Rhysida Ransomware, operating since December 2022, has garnered attention from the US Cybersecurity and Infrastructure Security Agency (CISA) and the Federal Bureau of Investigation (FBI). Both agencies have issued warnings about this ransomware, noting its unique capability to delete itself upon detection.
Kaspersky’s research reveals that Rhysida is equipped with an info stealer malware named Lumar. This malicious software is proficient in extracting sensitive information such as Telegram sessions, passwords, cookies, auto-fill data, desktop files, and even cryptocurrency from wallets. Notably, the malware, crafted in C++, demonstrates the ability to bypass detection, even on the latest Windows 11 operating systems. Additionally, Rhysida can encrypt Active Directories, demanding a ransom for decryption.
Fortra’s research delves deeper, identifying the malware-as-a-service team actively targeting healthcare companies and the prominent Chilean firm Grupo GTD. Beginning in September 2023, the hacking group expanded its operations to compromise data centers in education, manufacturing, IT, and government sectors, employing double extortion tactics.

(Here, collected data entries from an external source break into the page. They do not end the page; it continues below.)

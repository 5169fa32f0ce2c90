use glam::{Mat4, Vec2, Vec3, Vec4};

const EPSILON: f32 = 1e-6;

/// A ray `origin + t * direction`.
///
/// Intersection tests return the parameter `t` of the nearest hit in front
/// of the origin. World-space pick rays have a unit direction, and
/// [`transformed`](Self::transformed) keeps the direction unnormalized, so
/// `t` measured against a local-space ray is still a world-space distance
/// and hits on differently scaled items compare directly.
#[derive(Debug, Clone, Copy, PartialEq)]
pub struct Ray {
    pub origin: Vec3,
    pub direction: Vec3,
}

impl Ray {
    #[must_use]
    pub fn new(origin: Vec3, direction: Vec3) -> Self {
        Self { origin, direction }
    }

    /// Builds a world-space pick ray through a screen point.
    ///
    /// `screen` is in pixels with the origin at the bottom-left corner of a
    /// `viewport`-sized target. The point is unprojected onto the far plane
    /// and divided by `w`; the ray starts at `camera_position` and points along
    /// `normalize(far - camera_position)`. With the camera at the origin this
    /// is the normalized unprojected point.
    #[must_use]
    pub fn from_screen(
        screen: Vec2,
        viewport: Vec2,
        view_projection: Mat4,
        camera_position: Vec3,
    ) -> Self {
        let ndc = Vec2::new(
            screen.x / (viewport.x * 0.5) - 1.0,
            screen.y / (viewport.y * 0.5) - 1.0,
        );

        let world = view_projection.inverse() * Vec4::new(ndc.x, ndc.y, 1.0, 1.0);
        let far = if world.w.abs() > EPSILON {
            world.truncate() / world.w
        } else {
            world.truncate()
        };

        Self {
            origin: camera_position,
            direction: (far - camera_position).normalize_or_zero(),
        }
    }

    /// Moves the ray into the local space of an object placed by `world`.
    #[must_use]
    pub fn transformed(&self, world: Mat4) -> Self {
        let inverse = world.inverse();
        Self {
            origin: inverse.transform_point3(self.origin),
            direction: inverse.transform_vector3(self.direction),
        }
    }

    #[inline]
    #[must_use]
    pub fn at(&self, t: f32) -> Vec3 {
        self.origin + self.direction * t
    }

    /// Slab test against an axis-aligned box.
    #[must_use]
    pub fn intersect_aabb(&self, min: Vec3, max: Vec3) -> Option<f32> {
        let inv = self.direction.recip();
        let t1 = (min - self.origin) * inv;
        let t2 = (max - self.origin) * inv;

        // NaN from 0 * inf on a slab boundary falls through max/min below
        let t_near = t1.min(t2).max_element();
        let t_far = t1.max(t2).min_element();

        if t_far < t_near.max(0.0) {
            return None;
        }
        Some(if t_near >= 0.0 { t_near } else { t_far })
    }

    /// Solves the ray-sphere quadratic.
    #[must_use]
    pub fn intersect_sphere(&self, center: Vec3, radius: f32) -> Option<f32> {
        let oc = self.origin - center;
        let a = self.direction.length_squared();
        if a < EPSILON {
            return None;
        }
        let b = oc.dot(self.direction);
        let c = oc.length_squared() - radius * radius;
        let discriminant = b * b - a * c;
        if discriminant < 0.0 {
            return None;
        }

        let sqrt_d = discriminant.sqrt();
        let near = (-b - sqrt_d) / a;
        if near >= 0.0 {
            return Some(near);
        }
        let far = (-b + sqrt_d) / a;
        (far >= 0.0).then_some(far)
    }

    /// Möller–Trumbore, both faces.
    #[must_use]
    pub fn intersect_triangle(&self, v0: Vec3, v1: Vec3, v2: Vec3) -> Option<f32> {
        let edge1 = v1 - v0;
        let edge2 = v2 - v0;
        let p = self.direction.cross(edge2);
        let det = edge1.dot(p);
        if det.abs() < EPSILON {
            return None;
        }

        let inv_det = 1.0 / det;
        let s = self.origin - v0;
        let u = s.dot(p) * inv_det;
        if !(0.0..=1.0).contains(&u) {
            return None;
        }

        let q = s.cross(edge1);
        let v = self.direction.dot(q) * inv_det;
        if v < 0.0 || u + v > 1.0 {
            return None;
        }

        let t = edge2.dot(q) * inv_det;
        (t > EPSILON).then_some(t)
    }
}

#[cfg(test)]
mod tests {
    use super::*;

    #[test]
    fn test_screen_center_looks_forward() {
        let proj = Mat4::perspective_rh_gl(60f32.to_radians(), 1.0, 0.1, 100.0);
        let view = Mat4::look_at_rh(Vec3::new(0.0, 0.0, 5.0), Vec3::ZERO, Vec3::Y);
        let ray = Ray::from_screen(
            Vec2::new(400.0, 400.0),
            Vec2::new(800.0, 800.0),
            proj * view,
            Vec3::new(0.0, 0.0, 5.0),
        );
        assert!((ray.direction - Vec3::NEG_Z).length() < 1e-4);
    }

    #[test]
    fn test_bottom_left_origin() {
        let proj = Mat4::perspective_rh_gl(90f32.to_radians(), 1.0, 0.1, 100.0);
        let ray = Ray::from_screen(Vec2::new(0.0, 0.0), Vec2::new(100.0, 100.0), proj, Vec3::ZERO);
        assert!(ray.direction.x < 0.0);
        assert!(ray.direction.y < 0.0);
    }

    #[test]
    fn test_direction_starts_at_offset_camera() {
        let eye = Vec3::new(12.0, 4.0, 20.0);
        let view_projection = Mat4::perspective_rh_gl(60f32.to_radians(), 1.0, 0.1, 100.0)
            * Mat4::look_at_rh(eye, Vec3::ZERO, Vec3::Y);
        let ray = Ray::from_screen(Vec2::new(20.0, 70.0), Vec2::new(100.0, 100.0), view_projection, eye);

        let far = view_projection.inverse().project_point3(Vec3::new(-0.6, 0.4, 1.0));
        assert_eq!(ray.origin, eye);
        assert!((ray.direction - (far - eye).normalize()).length() < 1e-4);
        assert!((ray.direction - far.normalize()).length() > 1e-2);
    }

    #[test]
    fn test_aabb_hit_and_miss() {
        let ray = Ray::new(Vec3::new(0.0, 0.0, 5.0), Vec3::NEG_Z);
        let t = ray.intersect_aabb(Vec3::splat(-1.0), Vec3::splat(1.0)).unwrap();
        assert!((t - 4.0).abs() < 1e-5);

        let miss = Ray::new(Vec3::new(3.0, 0.0, 5.0), Vec3::NEG_Z);
        assert!(miss.intersect_aabb(Vec3::splat(-1.0), Vec3::splat(1.0)).is_none());

        let behind = Ray::new(Vec3::new(0.0, 0.0, 5.0), Vec3::Z);
        assert!(behind.intersect_aabb(Vec3::splat(-1.0), Vec3::splat(1.0)).is_none());
    }

    #[test]
    fn test_sphere() {
        let ray = Ray::new(Vec3::new(0.0, 0.0, 10.0), Vec3::NEG_Z);
        let t = ray.intersect_sphere(Vec3::ZERO, 2.0).unwrap();
        assert!((t - 8.0).abs() < 1e-5);
        assert!(Ray::new(Vec3::new(5.0, 0.0, 10.0), Vec3::NEG_Z)
            .intersect_sphere(Vec3::ZERO, 2.0)
            .is_none());
    }

    #[test]
    fn test_triangle() {
        let ray = Ray::new(Vec3::new(0.2, 0.2, 1.0), Vec3::NEG_Z);
        let t = ray
            .intersect_triangle(Vec3::ZERO, Vec3::X, Vec3::Y)
            .unwrap();
        assert!((t - 1.0).abs() < 1e-5);
        assert!(Ray::new(Vec3::new(0.9, 0.9, 1.0), Vec3::NEG_Z)
            .intersect_triangle(Vec3::ZERO, Vec3::X, Vec3::Y)
            .is_none());
    }

    #[test]
    fn test_transformed_keeps_world_distance() {
        let world = Mat4::from_translation(Vec3::new(0.0, 0.0, -3.0)) * Mat4::from_scale(Vec3::splat(2.0));
        let ray = Ray::new(Vec3::ZERO, Vec3::NEG_Z).transformed(world);
        // local box of half extent 1 is a world box of half extent 2 at z = -3
        let t = ray.intersect_aabb(Vec3::splat(-1.0), Vec3::splat(1.0)).unwrap();
        assert!((t - 1.0).abs() < 1e-5);
    }
}
//! Per-shape ray tests used by the geometric pick.
//!
//! Every test receives the ray already transformed into the item's local
//! space. Built-in shapes are tested against analytic stand-ins sized by
//! `size * scale`; models are tested triangle by triangle.

use glam::Vec3;

use super::ray::Ray;
use crate::pipeline::{GeometryItem, GeometryShape, ItemKind, ModelData, PipelineItem};

/// Half thickness of the boxes standing in for flat shapes.
const FLAT_HALF_DEPTH: f32 = 0.0001;

/// Intersects a built-in shape. Screen-space shapes never hit.
#[must_use]
pub fn intersect_geometry(geometry: &GeometryItem, ray: &Ray) -> Option<f32> {
    let extent = geometry.size * geometry.scale;

    match geometry.shape {
        GeometryShape::Cube => ray.intersect_aabb(-extent * 0.5, extent * 0.5),
        GeometryShape::Plane => {
            let half = Vec3::new(extent.x * 0.5, extent.y * 0.5, FLAT_HALF_DEPTH);
            ray.intersect_aabb(-half, half)
        }
        GeometryShape::Circle => {
            let half = Vec3::new(extent.x, extent.y, FLAT_HALF_DEPTH);
            ray.intersect_aabb(-half, half)
        }
        GeometryShape::Sphere => ray.intersect_sphere(Vec3::ZERO, extent.x),
        GeometryShape::Triangle => {
            let s = extent.x;
            let right = s / 30f32.to_radians().tan();
            ray.intersect_triangle(
                Vec3::new(0.0, -s, 0.0),
                Vec3::new(-right, s, 0.0),
                Vec3::new(right, s, 0.0),
            )
        }
        GeometryShape::Rectangle | GeometryShape::ScreenQuadNdc => None,
    }
}

/// Intersects a model's triangles.
///
/// The bounding box is tested first; triangles are only tested when the box
/// is hit closer than `closest`, since nothing inside it could win otherwise.
#[must_use]
pub fn intersect_model(model: &ModelData, ray: &Ray, closest: f32) -> Option<f32> {
    if model.bounds.is_empty() {
        return None;
    }

    let box_hit = ray.intersect_aabb(model.bounds.min, model.bounds.max)?;
    if box_hit >= closest {
        return None;
    }

    model
        .triangles()
        .filter_map(|[v0, v1, v2]| ray.intersect_triangle(v0, v1, v2))
        .min_by(f32::total_cmp)
}

/// Tests any pickable pipeline item against a world-space ray.
///
/// `closest` is the best distance found so far; it only prunes work and is
/// not compared against the returned hit.
#[must_use]
pub fn intersect_item(item: &PipelineItem, ray: &Ray, closest: f32) -> Option<f32> {
    match &item.kind {
        ItemKind::Geometry(geometry) => {
            if !geometry.shape.is_pickable() {
                return None;
            }
            intersect_geometry(geometry, &ray.transformed(geometry.pick_matrix()))
        }
        ItemKind::Model(model) => {
            intersect_model(&model.model, &ray.transformed(model.pick_matrix()), closest)
        }
        ItemKind::Plugin(plugin) => {
            if !plugin.owner.is_item_pickable(&plugin.item_type) {
                return None;
            }
            let world = plugin.owner.item_world_matrix(&item.name);
            plugin.owner.intersect_item(plugin, &ray.transformed(world))
        }
        _ => None,
    }
}
/// Combined sampler types: GLSL name, view, sample kind.
const SAMPLER_TYPES: &[(&str, TextureView, SampleKind)] = &[
    ("sampler2D", TextureView::D2, SampleKind::Float),
    ("samplerCube", TextureView::Cube, SampleKind::Float),
    ("sampler3D", TextureView::D3, SampleKind::Float),
    ("isampler2D", TextureView::D2, SampleKind::Sint),
    ("usampler2D", TextureView::D2, SampleKind::Uint),
    ("isampler3D", TextureView::D3, SampleKind::Sint),
    ("usampler3D", TextureView::D3, SampleKind::Uint),
];

fn sampler_type(ty: &str) -> Option<&'static (&'static str, TextureView, SampleKind)> {
    SAMPLER_TYPES.iter().find(|(name, ..)| *name == ty)
}

fn image_type(ty: &str) -> Option<TextureKind> {
    match ty {
        "image2D" | "uimage2D" | "iimage2D" => Some(TextureKind::D2),
        "image3D" | "uimage3D" | "iimage3D" => Some(TextureKind::D3),
        _ => None,
    }
}

fn texture_kind(view: TextureView) -> TextureKind {
    match view {
        TextureView::D2 => TextureKind::D2,
        TextureView::Cube => TextureKind::Cube,
        TextureView::D3 => TextureKind::D3,
    }
}

fn texture_type(kind: TextureKind, sample: SampleKind) -> &'static str {
    match (kind, sample) {
        (TextureKind::D2, SampleKind::Float) => "texture2D",
        (TextureKind::D2, SampleKind::Sint) => "itexture2D",
        (TextureKind::D2, SampleKind::Uint) => "utexture2D",
        (TextureKind::Cube, _) => "textureCube",
        (TextureKind::D3, SampleKind::Float) => "texture3D",
        (TextureKind::D3, SampleKind::Sint) => "itexture3D",
        (TextureKind::D3, SampleKind::Uint) => "utexture3D",
    }
}

// ─── Text helpers ────────────────────────────────────────────────────────────

fn strip_comment(line: &str) -> &str {
    line.find("//").map_or(line, |at| &line[..at])
}

fn brace_delta(code: &str) -> i32 {
    code.chars().fold(0, |depth, c| match c {
        '{' => depth + 1,
        '}' => depth - 1,
        _ => depth,
    })
}

fn is_identifier_byte(byte: u8) -> bool {
    byte.is_ascii_alphanumeric() || byte == b'_'
}

/// Replaces whole-word occurrences of `from`, skipping member accesses.
fn replace_identifier(source: &str, from: &str, to: &str) -> String {
    let bytes = source.as_bytes();
    let mut out = String::with_capacity(source.len());
    let mut copied = 0;
    let mut search = 0;
    while let Some(found) = source[search..].find(from) {
        let start = search + found;
        let end = start + from.len();
        let bounded_left = start == 0 || !(is_identifier_byte(bytes[start - 1]) || bytes[start - 1] == b'.');
        let bounded_right = end == bytes.len() || !is_identifier_byte(bytes[end]);
        if bounded_left && bounded_right {
            out.push_str(&source[copied..start]);
            out.push_str(to);
            copied = end;
        }
        search = end;
    }
    out.push_str(&source[copied..]);
    out
}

Sophos draws parallels between Rhysida and Vice Society, noting similarities in their tactics. Vice Society is currently distributing the Nitrogen malware through Google Ads.
What sets Rhysida apart is its organizational structure. The ransomware group operates like an IT company, maintaining a structured employee base and following corporate-like hiring practices. They adhere to strict guidelines in concealing their operations from the public web, exclusively utilizing the Tor network for their activities.